• Aim of the task: In the entries below, work out how many lines include "Some", and write only that number.

==== Dataset content ====

//! Isolation tree implementation
//!
//! Trees are built by recursively partitioning a subsample on a random
//! feature at a random threshold until every point is isolated or the
//! depth limit is reached.

use serde::{Deserialize, Serialize};

use crate::{MLError, MLResult, Node, NodeType, Rng};

/// Configuration for isolation tree
#[derive(Debug, Clone, Copy, PartialEq, Serialize, Deserialize)]
pub struct TreeConfig {
    /// Maximum depth of tree
    pub max_depth: usize,
    /// Random seed for this tree
    pub seed: u64,
}

impl Default for TreeConfig {
    fn default() -> Self {
        Self {
            max_depth: 8, // ceil(log2(256))
            seed: 42,
        }
    }
}

/// Isolation tree structure
#[derive(Debug, Clone, Serialize, Deserialize)]
pub struct IsolationTree {
    /// Tree nodes in array representation, root at index 0
    nodes: Vec<Node>,
    /// Configuration
    config: TreeConfig,
}

impl IsolationTree {
    /// Create a new, empty isolation tree
    pub fn new(config: TreeConfig) -> Self {
        Self {
            nodes: Vec::new(),
            config,
        }
    }

    /// Train the tree on samples
    ///
    /// All samples must have the same width.
    pub fn fit(&mut self, samples: &[&[f64]]) -> MLResult<()> {
        if samples.is_empty() {
            return Err(MLError::InsufficientData {
                required: 1,
                available: 0,
            });
        }

        self.nodes.clear();
        let mut rng = Rng::new(self.config.seed);
        let mut indices: Vec<usize> = (0..samples.len()).collect();
        self.build_tree(samples, &mut indices, 0, &mut rng);

        Ok(())
    }

    /// Build the subtree over `indices`, returning its root index
    fn build_tree(
        &mut self,
        samples: &[&[f64]],
        indices: &mut [usize],
        depth: usize,
        rng: &mut Rng,
    ) -> usize {
        let node_index = self.nodes.len();

        if depth >= self.config.max_depth || indices.len() <= 1 {
            self.nodes.push(Node::external(indices.len(), depth));
            return node_index;
        }

        let Some((feature, split_value)) = self.select_split(samples, indices, rng) else {
            // Every feature is constant over this partition
            self.nodes.push(Node::external(indices.len(), depth));
            return node_index;
        };

        // Reserve the slot so children land after their parent
        self.nodes.push(Node::external(indices.len(), depth));

        let size = indices.len();
        let mid = partition(samples, indices, feature, split_value);
        let (left_indices, right_indices) = indices.split_at_mut(mid);

        let left = self.build_tree(samples, left_indices, depth + 1, rng);
        let right = self.build_tree(samples, right_indices, depth + 1, rng);

        self.nodes[node_index] = Node::internal(feature, split_value, left, right, size, depth);
        node_index
    }

    /// Select a random non-constant feature and a threshold inside its range
    ///
    /// Features are tried in random order. The threshold is drawn uniformly
    /// from `[min, max)`; a draw equal to `min` would leave the left side
    /// empty, so it falls back to the midpoint.
    fn select_split(
        &self,
        samples: &[&[f64]],
        indices: &[usize],
        rng: &mut Rng,
    ) -> Option<(usize, f64)> {
        let num_features = samples[indices[0]].len();
        let mut features: Vec<usize> = (0..num_features).collect();
        rng.shuffle(&mut features);

        for feature in features {
            let (min_val, max_val) = feature_range(samples, indices, feature);
            if max_val <= min_val {
                continue;
            }

            let mut split_value = rng.next_f64_range(min_val, max_val);
            if split_value <= min_val {
                split_value = min_val + (max_val - min_val) / 2.0;
            }
            return Some((feature, split_value));
        }

        None
    }

    /// Calculate path length for a sample
    ///
    /// A sample narrower than the training data has no route at splits on
    /// the features it does not carry. There the path length is the average
    /// over both subtrees, weighted by how many training samples each one
    /// received.
    pub fn path_length(&self, sample: &[f64]) -> f64 {
        self.path_length_from(0, sample)
    }

    fn path_length_from(&self, mut current_index: usize, sample: &[f64]) -> f64 {
        loop {
            let Some(node) = self.nodes.get(current_index) else {
                return 0.0;
            };

            match node.node_type {
                NodeType::External { .. } => return node.path_length(),
                NodeType::Internal { left, right, .. } => match node.traverse(sample) {
                    Some(next_index) => current_index = next_index,
                    None => {
                        let left_size = self.nodes.get(left).map_or(0, Node::size) as f64;
                        let right_size = self.nodes.get(right).map_or(0, Node::size) as f64;
                        let total = left_size + right_size;
                        if total == 0.0 {
                            return node.path_length();
                        }
                        return (left_size * self.path_length_from(left, sample)
                            + right_size * self.path_length_from(right, sample))
                            / total;
                    }
                },
            }
        }
    }

    /// Get the number of nodes in the tree
    pub fn node_count(&self) -> usize {
        self.nodes.len()
    }

    /// Get tree depth
    pub fn depth(&self) -> usize {
        self.nodes.iter().map(|n| n.depth).max().unwrap_or(0)
    }

    /// Tree configuration
    pub fn config(&self) -> &TreeConfig {
        &self.config
    }
}

/// Min and max of one feature over a partition
fn feature_range(samples: &[&[f64]], indices: &[usize], feature: usize) -> (f64, f64) {
    indices
        .iter()
        .map(|&i| samples[i][feature])
        .fold((f64::INFINITY, f64::NEG_INFINITY), |(lo, hi), v| {
            (lo.min(v), hi.max(v))
        })
}

/// Reorder `indices` so values below the split come first; returns the
/// boundary
fn partition(samples: &[&[f64]], indices: &mut [usize], feature: usize, split_value: f64) -> usize {
    let mut mid = 0;
    for i in 0..indices.len() {
        if samples[indices[i]][feature] < split_value {
            indices.swap(i, mid);
            mid += 1;
        }
    }
    mid
}

#[cfg(test)]
mod tests {
    use super::*;

    fn create_test_samples() -> Vec<Vec<f64>> {
        vec![
            // Normal samples
            vec![20.0, 50.0, 1013.0],
            vec![22.0, 55.0, 1012.0],
            vec![21.0, 52.0, 1014.0],
            vec![19.0, 48.0, 1013.0],
            // Anomaly
            vec![35.0, 90.0, 1000.0],
        ]
    }

    fn as_rows(samples: &[Vec<f64>]) -> Vec<&[f64]> {
        samples.iter().map(|s| s.as_slice()).collect()
    }

    #[test]
    fn test_tree_creation() {
        let tree = IsolationTree::new(TreeConfig::default());

        assert_eq!(tree.node_count(), 0);
        assert_eq!(tree.depth(), 0);
        assert_eq!(tree.path_length(&[1.0]), 0.0);
    }

    #[test]
    fn test_tree_fit() {
        let config = TreeConfig {
            max_depth: 5,
            seed: 123,
        };
        let mut tree = IsolationTree::new(config);

        let samples = create_test_samples();
        tree.fit(&as_rows(&samples)).unwrap();

        assert!(tree.node_count() > 0);
        assert!(tree.depth() <= 5);
    }

    #[test]
    fn test_fit_empty() {
        let mut tree = IsolationTree::new(TreeConfig::default());
        assert!(matches!(
            tree.fit(&[]),
            Err(MLError::InsufficientData { .. })
        ));
    }

    #[test]
    fn test_full_isolation_without_depth_limit() {
        let config = TreeConfig {
            max_depth: 64,
            seed: 7,
        };
        let mut tree = IsolationTree::new(config);
        let samples = create_test_samples();
        tree.fit(&as_rows(&samples)).unwrap();

        // Every distinct point ends in its own leaf
        let leaves: Vec<_> = tree.nodes.iter().filter(|n| n.is_leaf()).collect();
        assert_eq!(leaves.len(), samples.len());
        assert!(leaves
            .iter()
            .all(|n| matches!(n.node_type, NodeType::External { size: 1 })));
    }

    #[test]
    fn test_constant_data_is_single_leaf() {
        let samples = vec![vec![1.0, 2.0]; 6];
        let mut tree = IsolationTree::new(TreeConfig::default());
        tree.fit(&as_rows(&samples)).unwrap();

        assert_eq!(tree.node_count(), 1);
        assert!(tree.nodes[0].is_leaf());
    }

    #[test]
    fn test_path_length() {
        let mut tree = IsolationTree::new(TreeConfig::default());
        let samples = create_test_samples();
        tree.fit(&as_rows(&samples)).unwrap();

        assert!(tree.path_length(&samples[0]) > 0.0);
        assert!(tree.path_length(&samples[4]) > 0.0);
    }

    #[test]
    fn test_path_length_short_sample() {
        let mut tree = IsolationTree::new(TreeConfig::default());
        let samples = create_test_samples();
        tree.fit(&as_rows(&samples)).unwrap();

        let short = tree.path_length(&[20.0]);
        assert!(short > 0.0);
        assert!(short <= tree.depth() as f64 + crate::average_path_length(samples.len()));
    }

    #[test]
    fn test_empty_sample_averages_every_leaf() {
        let config = TreeConfig {
            max_depth: 2,
            seed: 11,
        };
        let mut tree = IsolationTree::new(config);
        let samples = create_test_samples();
        tree.fit(&as_rows(&samples)).unwrap();

        // No feature is known, so every leaf counts by its training share
        let expected: f64 = tree
            .nodes
            .iter()
            .filter(|n| n.is_leaf())
            .map(|n| n.size() as f64 * n.path_length())
            .sum::<f64>()
            / samples.len() as f64;
        assert!((tree.path_length(&[]) - expected).abs() < 1e-9);
        assert!(tree.path_length(&[]) > tree.nodes[0].depth as f64);
    }

    #[test]
    fn test_internal_nodes_record_partition_size() {
        let mut tree = IsolationTree::new(TreeConfig::default());
        let samples = create_test_samples();
        tree.fit(&as_rows(&samples)).unwrap();

        assert_eq!(tree.nodes[0].size(), samples.len());
        for node in &tree.nodes {
            if let NodeType::Internal { left, right, size, .. } = node.node_type {
                assert_eq!(tree.nodes[left].size() + tree.nodes[right].size(), size);
            }
        }
    }

    #[test]
    fn test_same_seed_same_tree() {
        let samples = create_test_samples();
        let mut a = IsolationTree::new(TreeConfig::default());
        let mut b = IsolationTree::new(TreeConfig::default());
        a.fit(&as_rows(&samples)).unwrap();
        b.fit(&as_rows(&samples)).unwrap();

        assert_eq!(a.nodes, b.nodes);
    }
}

====

• Answer section: 4